# A productive ditch in Central Mississippi



## HeyPK (Jan 23, 2004)

A lot of the ditches in the Jackson, Mississippi area have lost the variety of aquarium plants they used to have because they have been taken over by either a _Polygonum_ species or _Alternanthera philoxeroides_ Alligator weed. We have had several years with below normal rainfall which may have contributed to the loss of other species, or the species that used to be there (_Ludwigia, Micranthemum_ etc.) are pioneer species that get replaced in a process of succession. So, I was glad to run across a new ditch that was created about a year and a half ago that has already acquired an interesting variety of plants. It was created when a bicycle path was put in last fall and the path blocked water flow from a woods creating standing water about 6 inches deep along the path. _Ludwigia palustris_ showed up early this spring and grew with astonishing rapidity. At first I thought that _Ludwigia_ was the only plant, but closer examination showed a number of other species. had also made it there in only one season. I found _Ludwigia glandulosa_, _Bacopa routundifolia_, _Lindernia dubia_, an _Ammannia_ species, Ditch stonecrop (_Penthorum sedoides_), a possible _Mimulus_ species and some _Polygonium_. Photos, below show all but the _Polygonum_.










This photo shows the extensive growth of _Ludwigia palustris_. There is a _Ludwigia glandulosa_ plant in the lower right corner that I did not recognize when I took the picture.


----------



## oregon aqua (Jan 30, 2008)

What a great find and nice pictures.


----------



## rich815 (Jun 27, 2007)

Very nice. So cool! I'll be exploring some lakes and ponds in the Sierra foothills soon for some aquatic plants. Will share some photos then too.


----------



## Tex Gal (Nov 1, 2007)

What a find! As I look at your pxs. it occurs to me that I would not even know what I am looking at. I only recognize the immersed versions of the plants.
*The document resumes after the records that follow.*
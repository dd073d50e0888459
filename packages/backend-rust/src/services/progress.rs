use sqlx::SqliteConnection;

use noobular_algo::pool::pick_unassigned;
use noobular_algo::{Course, CourseProgress, KpProgress, PoolKind, QuestionId, UserId};

use crate::db::operations::pools;

pub async fn load_progress(
    conn: &mut SqliteConnection,
    user_id: UserId,
    course: &Course,
) -> Result<CourseProgress, sqlx::Error> {
    let records = pools::load_pool_records(conn, user_id, course.id).await?;
    Ok(CourseProgress::from_records(course, &records))
}

/// Commits one random unassigned question of the KP to `kind`. `None` means
/// the bank is exhausted, which callers treat as the end of the material.
pub async fn allocate(
    conn: &mut SqliteConnection,
    user_id: UserId,
    kp: &KpProgress,
    kind: PoolKind,
    owner_id: Option<i64>,
    now_ms: i64,
) -> Result<Option<QuestionId>, sqlx::Error> {
    let Some(question_id) = pick_unassigned(&kp.unassigned) else {
        tracing::debug!(user_id, kp_id = kp.kp_id, pool = kind.as_str(), "question bank exhausted");
        return Ok(None);
    };
    pools::assign(conn, user_id, question_id, kind, owner_id, now_ms).await?;
    Ok(Some(question_id))
}
//! # noobular-algo - mastery engine core algorithms
//!
//! Pure, synchronous building blocks of a mastery-based course engine. No
//! I/O happens here; callers hand in snapshots and persist the results.
//!
//! ## Modules
//!
//! - [`types`] - course tree, authored definitions, pool kinds, engine config
//! - [`graph`] - prerequisite DAG validation and adjacency lists
//! - [`validate`] - authoring checks run when a course is loaded
//! - [`pool`] - disjoint per-user question pools and random allocation
//! - [`mastery`] - KP and lesson completion from answer history
//! - [`diagnostic`] - placement probing over the prerequisite DAG
//! - [`schedule`] - quiz and review triggers and lifecycles
//!
//! ## Example
//!
//! ```rust
//! use noobular_algo::{CourseProgress, EngineConfig, partition_lessons};
//! use noobular_algo::types::{Course, Lesson};
//!
//! let course = Course { id: 1, title: "Empty".to_string(), lessons: Vec::<Lesson>::new() };
//! let progress = CourseProgress::from_records(&course, &[]);
//! let partition = partition_lessons(&course, &progress, &EngineConfig::default());
//! assert!(partition.next.is_empty());
//! ```

// ============================================================================
// Modules
// ============================================================================

pub mod diagnostic;
pub mod graph;
pub mod mastery;
pub mod pool;
pub mod schedule;
pub mod types;
pub mod validate;

// ============================================================================
// Re-exports
// ============================================================================

pub use types::*;

pub use graph::{validate_prerequisite_graph, GraphError, PrerequisiteGraph};

pub use validate::{validate_course, CourseError};

pub use pool::{pick_unassigned, PoolLedger};

pub use mastery::{
    has_failed, is_diagnostically_complete, is_kp_complete, is_kp_satisfied, partition_lessons,
    trailing_correct, CourseProgress, KpProgress, LessonPartition, PoolEntry, PoolRecord,
};

pub use diagnostic::{diagnostic_status, next_probe, DiagnosticStatus};

pub use schedule::{
    accepts_submission, is_review_complete, plan_quiz, quiz_state, review_candidates, QuizPlan,
    QuizState,
};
The emmersed versions can look so different.


----------



## HeyPK (Jan 23, 2004)

I find it very useful to stand at the edge of the water and look over the plants with binoculars. Most binoculars made these days can focus as close as five or six feet. I never would have seen the Bacopa or the Lindernia if I hadn't had binoculars.


----------



## HeyPK (Jan 23, 2004)

The Ditch Stonecrop can be grown submersed. See this thread :http://www.aquaticplantcentral.com/forumapc/plant-id/7167-wisconsin-native-id.html


----------



## AaronT (Apr 26, 2004)

Very cool. Thanks for sharing man.  Have you tried the Ammannia species or the Bacopa rotundifolia submersed yet?


----------



## Cavan Allen (Jul 22, 2004)

Very cool Paul. Have you determined whether the _Ammani_a is _A. coccinea _or _A. ariculata_? I had one of them once, but it got smothered among the other weeds. They are worth a shot in any case.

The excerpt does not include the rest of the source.